_Task objective:_
Write only the number of lines in the entries below that contain the word "entry".

_Entries provided:_
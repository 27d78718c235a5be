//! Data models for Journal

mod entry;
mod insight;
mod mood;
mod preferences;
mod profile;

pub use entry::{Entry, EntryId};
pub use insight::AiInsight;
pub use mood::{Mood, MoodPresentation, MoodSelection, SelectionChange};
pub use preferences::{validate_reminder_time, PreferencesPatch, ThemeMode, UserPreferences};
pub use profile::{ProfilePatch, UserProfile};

_Result:_
2